By Karina van der Linde and Virginia Walbot 

Background: In contrast to animals in which meiotically competent cells develop in embryos, plants switch from vegetative to reproductive growth only during flowering. In maize, the most productive cereal crop, the tassel contains male flowers in which pollen encasing the sperm develop in anthers. Each anther consists of 4 lobes, which have a typical structure of four layers (each a single cell thick) of somatic cells (non-reproductive) enclosing the pre-meiotic archesporial cells. The archesporial cells will undergo meiosis giving rise to four haploid pollen each. The somatic lobe layers are essential for proper pollen formation, and disruptions in their development or function result in male sterility. The ZmMAC1 protein is secreted by archesporial cells and is essential for somatic cell fate specification.

Question: Precisely how (where and when) does ZmMAC1 program somatic development? Can we develop a new method to address this question that does not require maize transformation?

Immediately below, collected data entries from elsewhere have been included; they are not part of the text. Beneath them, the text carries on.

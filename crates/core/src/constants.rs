//! Constants used throughout the ambulatorio core crate.
//!
//! Resource paths and fixed limits live here so the transport and the schema agree
//! on them.

/// Collection path for patients on the persistence service.
pub const PATIENTS_RESOURCE: &str = "patients";

/// Collection path for catheter implant records on the persistence service.
pub const IMPLANT_RECORDS_RESOURCE: &str = "schede-impianto-picc";

/// Maximum length, in characters, of the tunnelization note on a simplified record.
pub const TUNNELIZATION_NOTE_MAX_CHARS: usize = 6;

/// Date format used for `data_impianto` on the wire.
pub const IMPLANT_DATE_FORMAT: &str = "%Y-%m-%d";

/// Leading bytes every PDF document starts with.
pub const PDF_SIGNATURE: &[u8] = b"%PDF-";

/// Keys that identify a record rather than describe it. They are stripped from drafts
/// before validation and never sent as record fields.
pub const RECORD_BOOKKEEPING_KEYS: &[&str] = &[
    "id",
    "patient_id",
    "site",
    "ambulatorio",
    "scheda_type",
    "created_at",
    "updated_at",
    "allegati",
];

/// Site used when none is configured.
pub const DEFAULT_SITE: crate::patient::Site = crate::patient::Site::PtaCentro;
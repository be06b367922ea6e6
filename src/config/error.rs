// Copyright (C) 2026 Michael Wilson <mike@mdwn.dev>
//
// This program is free software: you can redistribute it and/or modify it under
// the terms of the GNU General Public License as published by the Free Software
// Foundation, version 3.
//
// This program is distributed in the hope that it will be useful, but WITHOUT
// ANY WARRANTY; without even the implied warranty of MERCHANTABILITY or FITNESS
// FOR A PARTICULAR PURPOSE. See the GNU General Public License for more details.
//
// You should have received a copy of the GNU General Public License along with
// this program. If not, see <https://www.gnu.org/licenses/>.
//

/// Typed error for config load/parse failures so callers can tell a file that could
/// not be read apart from one that describes an impossible instrument.
#[derive(Debug, thiserror::Error)]
pub enum ConfigError {
    #[error("Config load/parse error: {0}")]
    Load(#[from] config::ConfigError),

    #[error("Invalid instrument: {0}")]
    Invalid(String),

    #[error("Invalid voice setting: {0}")]
    Voice(#[from] crate::error::Error),
}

Findings: To deliver the protein to anther cells we were inspired by Homer´s Greek myth of the Trojan horse, and used a maize pathogen to deliver ZmMAC1 to individual cells. First, we established that the maize pathogen Ustilago maydis delivers ZmMAC1 protein into the apoplastic space between anther cells. Next, we tested the impact of Trojan horse-delivered ZmMAC1 within maize anthers lacking ZmMAC1. ZmMAC1 controls division of pluripotent  stem cells and defines the fate of the resulting daughter cells. The Trojan horse method has higher resolution than conventional methods because infected cells that received ZmMAC1 could be compared directly with adjacent uninfected cells, providing proof that ZmMAC1 acts as a cell-autonomous signal ((acts on the individual cell level). Moreover, we identified the receptor ZmMSP1 as a ZmMAC1 interactor and genetic partner that is likely responsible for sensing ZmMAC1.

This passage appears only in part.